Argentine motorcycling journalist

Emilio Scotto (Buenos Aires, September 27, 1954) is an Argentine adventurer, photojournalist, and writer. As of 2009 he holds the Guinness record for the world's longest motorcycle ride, spanning 10 years, 214 countries and a total distance of 457000 mi. The ride was done on a 1980 Honda Gold Wing GL1100 motorcycle Scotto calls "Black Princess", which now sits in the Don's Riverside Car Museum in Laughlin, Nevada. Scotto recounted his travels in a 224-page book illustrated with his photographs, The Longest Ride: My Ten-Year 500,000 Mile Motorcycle Journey', published in 2007.

==Biography==

In 1985, Scotto quit his job as a Buenos Aires sales representative for the pharmaceutical company Pfizer to see the world on his five-year-old 1100 cc Honda Goldwing Interstate.

By the end of his journey in 1995, Scotto went through 13 64-page passports and his motorcycle received one replacement engine, consumed 12500 usgal of gasoline, 350 usgal of oil, 86 tires, 12 batteries and nine new seats.

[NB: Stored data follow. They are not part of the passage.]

//! Entity handles with packed id/version and the id allocator.
//!
//! A handle is a single `u32`: the low 24 bits index the entity slot and the
//! high 8 bits carry a version that changes every time the slot is recycled,
//! so stale handles can be told apart from live ones.

use std::fmt;

use bytemuck::{Pod, Zeroable};

use crate::chunk::ChunkHandle;

/// Number of bits used for the entity id.
pub const ENTITY_ID_BITS: u32 = 24;

const ID_MASK: u32 = (1 << ENTITY_ID_BITS) - 1;
const VERSION_MASK: u32 = 0xFF;

/// A packed entity handle.
#[derive(Clone, Copy, PartialEq, Eq, Hash, PartialOrd, Ord, Pod, Zeroable)]
#[repr(transparent)]
pub struct Entity(u32);

impl Entity {
    /// The null handle. Never refers to a live entity.
    pub const NULL: Self = Self(u32::MAX);

    /// Reserved version for transient handles. Recycling skips it, and a
    /// freed transient handle retires its slot instead of returning it to
    /// the free list.
    pub const TRANSIENT_VERSION: u8 = 0xFF;

    /// Largest id a live entity can use (`0x00FF_FFFF` is taken by `NULL`).
    pub const MAX_ID: u32 = ID_MASK - 1;

    /// Create a handle from an id and a version.
    ///
    /// Only the low 24 bits of `id` are kept.
    #[must_use]
    pub const fn new(id: u32, version: u8) -> Self {
        Self((id & ID_MASK) | ((version as u32) << ENTITY_ID_BITS))
    }

    /// Get the entity's slot id.
    #[must_use]
    pub const fn id(self) -> u32 {
        self.0 & ID_MASK
    }

    /// Get the entity's version.
    #[must_use]
    pub const fn version(self) -> u8 {
        ((self.0 >> ENTITY_ID_BITS) & VERSION_MASK) as u8
    }

    /// Check if this is the null handle.
    #[must_use]
    pub const fn is_null(self) -> bool {
        self.0 == Self::NULL.0
    }

    /// Check if this handle carries the transient version.
    #[must_use]
    pub const fn is_transient(self) -> bool {
        !self.is_null() && self.version() == Self::TRANSIENT_VERSION
    }

    /// The handle the slot will hand out next time it is reused.
    #[must_use]
    pub const fn recycle(self) -> Self {
        let mut version = self.version().wrapping_add(1);
        if version == Self::TRANSIENT_VERSION {
            version = 0;
        }
        Self::new(self.id(), version)
    }

    /// Get the raw packed value.
    #[must_use]
    pub const fn to_bits(self) -> u32 {
        self.0
    }

    /// Create a handle from a raw packed value.
    #[must_use]
    pub const fn from_bits(bits: u32) -> Self {
        Self(bits)
    }
}

impl Default for Entity {
    fn default() -> Self {
        Self::NULL
    }
}

impl fmt::Debug for Entity {
    fn fmt(&self, f: &mut fmt::Formatter<'_>) -> fmt::Result {
        if self.is_null() {
            write!(f, "Entity(null)")
        } else {
            write!(f, "Entity({}v{})", self.id(), self.version())
        }
    }
}

impl fmt::Display for Entity {
    fn fmt(&self, f: &mut fmt::Formatter<'_>) -> fmt::Result {
        write!(f, "{}v{}", self.id(), self.version())
    }
}

/// Rewrites entity references stored inside component data.
///
/// Used when copying a set of prefabs, merging storages, or packing ids.
pub trait EntityMapper {
    /// Replace `entity` with its mapped handle, if it has one.
    fn map(&mut self, entity: &mut Entity);
}

impl<F: FnMut(&mut Entity)> EntityMapper for F {
    fn map(&mut self, entity: &mut Entity) {
        self(entity);
    }
}

/// Where a live entity's row is stored.
#[derive(Clone, Copy, Debug, PartialEq, Eq)]
pub struct EntityLocation {
    pub chunk: ChunkHandle,
    pub row: u32,
}

#[derive(Clone, Copy)]
struct Slot {
    version: u8,
    location: Option<EntityLocation>,
}

/// Id allocator and id -> location index.
#[derive(Default)]
pub(crate) struct EntityRegistry {
    slots: Vec<Slot>,
    free_list: Vec<u32>,
    alive: usize,
}

impl EntityRegistry {
    pub fn new() -> Self {
        Self::default()
    }

    /// Allocate a fresh handle. The caller must set its location.
    pub fn alloc(&mut self) -> Entity {
        self.alive += 1;

        if let Some(id) = self.free_list.pop() {
            return Entity::new(id, self.slots[id as usize].version);
        }

        let id = self.slots.len() as u32;
        assert!(id <= Entity::MAX_ID, "entity id space exhausted");
        self.slots.push(Slot {
            version: 0,
            location: None,
        });
        Entity::new(id, 0)
    }

    /// Release a live handle.
    ///
    /// Returns `false` if the handle was not live.
    pub fn free(&mut self, entity: Entity) -> bool {
        if !self.is_alive(entity) {
            return false;
        }

        let slot = &mut self.slots[entity.id() as usize];
        slot.location = None;
        self.alive -= 1;

        if entity.is_transient() {
            // Retired: the slot keeps the transient version and is never reused.
            return true;
        }

        slot.version = entity.recycle().version();
        self.free_list.push(entity.id());
        true
    }

    /// Mark an exact handle as live, growing the slot table as needed.
    ///
    /// The free list is stale afterwards; call [`Self::rebuild_free_list`]
    /// once all handles are claimed.
    pub fn claim(&mut self, entity: Entity, location: EntityLocation) -> bool {
        if entity.is_null() || entity.id() > Entity::MAX_ID {
            return false;
        }

        let id = entity.id() as usize;
        if id >= self.slots.len() {
            self.slots.resize(
                id + 1,
                Slot {
                    version: 0,
                    location: None,
                },
            );
        }

        let slot = &mut self.slots[id];
        if slot.location.is_some() {
            return false;
        }
        slot.version = entity.version();
        slot.location = Some(location);
        self.alive += 1;
        true
    }

    /// Rebuild the free list from the slot table, lowest ids handed out first.
    pub fn rebuild_free_list(&mut self) {
        self.free_list = self
            .slots
            .iter()
            .enumerate()
            .rev()
            .filter(|(_, slot)| {
                slot.location.is_none() && slot.version != Entity::TRANSIENT_VERSION
            })
            .map(|(id, _)| id as u32)
            .collect();
    }

    /// Replace the whole table with a dense one, `locations[i]` belonging to id `i`.
    pub fn rebuild_dense(&mut self, locations: &[EntityLocation]) {
        self.slots = locations
            .iter()
            .map(|&location| Slot {
                version: 0,
                location: Some(location),
            })
            .collect();
        self.free_list.clear();
        self.alive = locations.len();
    }

    pub fn is_alive(&self, entity: Entity) -> bool {
        self.location(entity).is_some()
    }

    pub fn location(&self, entity: Entity) -> Option<EntityLocation> {
        if entity.is_null() {
            return None;
        }
        let slot = self.slots.get(entity.id() as usize)?;
        if slot.version != entity.version() {
            return None;
        }
        slot.location
    }

    /// Update the location of a live entity.
    pub fn set_location(&mut self, entity: Entity, location: EntityLocation) {
        let slot = &mut self.slots[entity.id() as usize];
        debug_assert_eq!(slot.version, entity.version(), "stale entity {entity:?}");
        slot.location = Some(location);
    }

    pub const fn alive_count(&self) -> usize {
        self.alive
    }

    pub fn clear(&mut self) {
        self.slots.clear();
        self.free_list.clear();
        self.alive = 0;
    }
}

Scotto's odyssey was often perilous, including journeys through Nicaragua in 1985 during its civil war and Kuwait prior to the 1991 invasion by Iraq. The most dangerous part of his trip, he would later recall, came in Africa when he was arrested as a suspected spy in Burundi, Chad and Cameroon. He was also jailed on suspicion of carrying a forged passport in Zimbabwe. In Liberia, he came into the country during a period of military upheaval and needed to hide in a diplomatic compound in Monrovia for several days until he could receive safe passage out of the country.

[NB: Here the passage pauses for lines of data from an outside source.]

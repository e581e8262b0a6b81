//! Filters, access parameters and cached queries.
//!
//! A [`Query`] pairs a [`Filter`] over owned and shared type sets with a
//! [`MetaFilter`] over meta entities and the access [`Parameters`] a job
//! declares. Matching groups are cached per query and rebuilt when the
//! storage's structural epoch moves.
//!
//! # Example
//!
//! ```
//! use std::sync::Arc;
//! use sugoi::{EntityType, Query, Storage, TypeRegistry};
//!
//! #[derive(Default, Clone)]
//! struct Position(f32);
//!
//! let registry = Arc::new(TypeRegistry::new());
//! let position = registry.register::<Position>().unwrap();
//! let mut storage = Storage::new(registry);
//! storage.allocate_entities(&EntityType::of(&[position]), 3);
//!
//! let query = Query::from_literal(&storage, "[inout]Position").unwrap();
//! assert_eq!(storage.count(&query), 3);
//! ```

use parking_lot::Mutex;
use smallvec::SmallVec;
use sugoi_query_dsl::{Access, Operator, Order};
use thiserror::Error;
use tracing::trace;

use crate::{
    access::ViewAccess,
    chunk::{Chunk, ChunkView},
    entity::Entity,
    group::{Group, GroupId},
    storage::{Storage, StorageId},
    type_registry::TypeIndex,
    type_set::{MetaSet, TypeSet, intersects, is_subset},
};

/// Errors from building a query.
#[derive(Debug, Clone, PartialEq, Eq, Error)]
pub enum QueryError {
    #[error("parse error at position {position}: {message}")]
    Parse { position: usize, message: String },
    #[error("unknown component type {0:?}")]
    UnknownType(String),
    #[error("shared component {0:?} cannot be written")]
    SharedWrite(String),
    #[error("query has no positive terms")]
    EmptyQuery,
}

/// Six type sets: all/any/none over owned and shared types.
#[derive(Clone, Debug, Default, PartialEq, Eq)]
pub struct Filter {
    pub all: TypeSet,
    pub any: TypeSet,
    pub none: TypeSet,
    pub all_shared: TypeSet,
    pub any_shared: TypeSet,
    pub none_shared: TypeSet,
}

impl Filter {
    /// Check a group against the filter.
    ///
    /// Groups tagged `DEAD`, `DISABLED` or `PREFAB` only match when the
    /// filter names the tag in `all` or `any`.
    #[must_use]
    pub fn matches(&self, group: &Group) -> bool {
        for tag in [TypeIndex::DEAD, TypeIndex::DISABLED, TypeIndex::PREFAB] {
            if group.owns(tag) && !self.all.contains(tag) && !self.any.contains(tag) {
                return false;
            }
        }

        let owned = group.owned_types();
        let shared = group.shared_types();
        is_subset(&self.all, owned)
            && (self.any.is_empty() || intersects(&self.any, owned))
            && !intersects(&self.none, owned)
            && is_subset(&self.all_shared, shared)
            && (self.any_shared.is_empty() || intersects(&self.any_shared, shared))
            && !intersects(&self.none_shared, shared)
    }

    fn has_positive_terms(&self) -> bool {
        !(self.all.is_empty()
            && self.any.is_empty()
            && self.all_shared.is_empty()
            && self.any_shared.is_empty())
    }
}

/// Meta entity predicates and change detection.
#[derive(Clone, Debug, Default, PartialEq, Eq)]
pub struct MetaFilter {
    pub all_meta: MetaSet,
    pub any_meta: MetaSet,
    pub none_meta: MetaSet,
    /// Chunks match only if one of these types was written after `timestamp`.
    pub changed: TypeSet,
    pub timestamp: u32,
}

impl MetaFilter {
    #[must_use]
    pub fn matches(&self, group: &Group) -> bool {
        let meta = group.meta();
        is_subset(&self.all_meta, meta)
            && (self.any_meta.is_empty() || intersects(&self.any_meta, meta))
            && !intersects(&self.none_meta, meta)
    }
}

/// How a job touches a component type.
#[derive(Clone, Copy, Debug, PartialEq, Eq, Hash)]
pub enum AccessMode {
    ReadOnly,
    ReadWrite,
    /// Concurrent writes through atomic operations.
    Atomic,
}

impl AccessMode {
    /// The stronger of two modes; `ReadWrite` wins over `Atomic`.
    #[must_use]
    pub const fn max(self, other: Self) -> Self {
        match (self, other) {
            (Self::ReadWrite, _) | (_, Self::ReadWrite) => Self::ReadWrite,
            (Self::Atomic, _) | (_, Self::Atomic) => Self::Atomic,
            _ => Self::ReadOnly,
        }
    }

    #[must_use]
    pub const fn writes(self) -> bool {
        !matches!(self, Self::ReadOnly)
    }
}

/// One declared access.
#[derive(Clone, Copy, Debug, PartialEq, Eq)]
pub struct Parameter {
    pub ty: TypeIndex,
    pub access: AccessMode,
    /// Rows of any entity may be touched, not only the iterated ones.
    pub random_access: bool,
    /// The group may lack the type.
    pub optional: bool,
    /// Read through meta entities.
    pub shared: bool,
}

impl Parameter {
    #[must_use]
    pub const fn new(ty: TypeIndex, access: AccessMode) -> Self {
        Self {
            ty,
            access,
            random_access: false,
            optional: false,
            shared: false,
        }
    }
}

/// Declared accesses of a query, at most one per type.
#[derive(Clone, Debug, Default, PartialEq, Eq)]
pub struct Parameters(SmallVec<[Parameter; 8]>);

impl Parameters {
    #[must_use]
    pub fn new() -> Self {
        Self::default()
    }

    /// Add a parameter, merging with an existing one for the same type.
    pub fn push(&mut self, param: Parameter) {
        match self.0.iter_mut().find(|p| p.ty == param.ty) {
            Some(existing) => {
                existing.access = existing.access.max(param.access);
                existing.random_access |= param.random_access;
                existing.optional &= param.optional;
                existing.shared &= param.shared;
            }
            None => self.0.push(param),
        }
    }

    #[must_use]
    pub fn get(&self, ty: TypeIndex) -> Option<&Parameter> {
        self.0.iter().find(|p| p.ty == ty)
    }

    pub fn iter(&self) -> impl Iterator<Item = &Parameter> {
        self.0.iter()
    }

    #[must_use]
    pub fn len(&self) -> usize {
        self.0.len()
    }

    #[must_use]
    pub fn is_empty(&self) -> bool {
        self.0.is_empty()
    }

    /// Check for a written parameter with random access.
    #[must_use]
    pub fn has_random_write(&self) -> bool {
        self.0.iter().any(|p| p.random_access && p.access.writes())
    }

    fn get_mut(&mut self, ty: TypeIndex) -> Option<&mut Parameter> {
        self.0.iter_mut().find(|p| p.ty == ty)
    }
}
//! Completion counters.

use std::sync::{
    Arc,
    atomic::{AtomicUsize, Ordering},
};

use crossbeam::utils::Backoff;
use parking_lot::{Condvar, Mutex};

/// Counts unfinished jobs. Clones share the same count.
///
/// Every job submitted with a counter increments it and decrements it once
/// the job body has returned.
#[derive(Clone, Default)]
pub struct JobCounter {
    inner: Arc<CounterInner>,
}

#[derive(Default)]
struct CounterInner {
    count: AtomicUsize,
    lock: Mutex<()>,
    zero: Condvar,
}

impl JobCounter {
    #[must_use]
    pub fn new() -> Self {
        Self::default()
    }

    /// Number of jobs still running or waiting.
    #[must_use]
    pub fn pending(&self) -> usize {
        self.inner.count.load(Ordering::Acquire)
    }

    #[must_use]
    pub fn is_done(&self) -> bool {
        self.pending() == 0
    }

    pub(crate) fn increment(&self) {
        self.inner.count.fetch_add(1, Ordering::AcqRel);
    }

    pub(crate) fn decrement(&self) {
        let previous = self.inner.count.fetch_sub(1, Ordering::AcqRel);
        assert!(previous > 0, "job counter underflow");
        if previous == 1 {
            // take the lock so a waiter between its check and its sleep sees the notify
            let _guard = self.inner.lock.lock();
            self.inner.zero.notify_all();
        }
    }

    /// Block until the count reaches zero.
    ///
    /// With `pin` the calling thread only waits. Without it, a worker thread
    /// of the scheduler's pool keeps executing other jobs while it waits.
    pub fn wait(&self, pin: bool) {
        if !pin {
            while !self.is_done() {
                // `None` when not called from a pool thread
                match rayon::yield_now() {
                    Some(rayon::Yield::Executed) => {}
                    Some(rayon::Yield::Idle) => std::thread::yield_now(),
                    None => break,
                }
            }
        }

        let backoff = Backoff::new();
        while !self.is_done() {
            if backoff.is_completed() {
                let mut guard = self.inner.lock.lock();
                while !self.is_done() {
                    self.inner.zero.wait(&mut guard);
                }
                return;
            }
            backoff.snooze();
        }
    }
}

impl std::fmt::Debug for JobCounter {
    fn fmt(&self, f: &mut std::fmt::Formatter<'_>) -> std::fmt::Result {
        f.debug_struct("JobCounter")
            .field("pending", &self.pending())
            .finish()
    }
}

Scotto was not able to arrange to bring his motorcycle into North Korea, but he was able to walk by foot around the demarcation zone separating that country from South Korea. He was nearly denied access to China when border officials insisted that he pay a $70,000 entry fee. Intervention by the Motorcycle Club of Beijing helped him enter the country without any prepayment.

Although Scotto did not publicize his journey when he first departed, news of his adventure began to spread during his travels. In late 1986, when he was stranded in New York City, a television news report helped bring in donations that allowed him to cross the ocean. Scotto was able to personally present a letter to Pope John Paul II at the Vatican, and Libyan leader Col. Muammar al-Gaddafi provided him with $300 for the African portion of his journey. During the later part of his journey, he received corporate sponsorship from Pepsi, Agip and Metzeler.

In 1991, Scotto married Monica Pino in New Delhi, India. She was his companion on the final four years of his trek.

==Reviews of The Longest Ride==
A lighthearted capsule review by The Daily Telegraph recommended The Longest Ride on the strength of the approximately 200 photographs.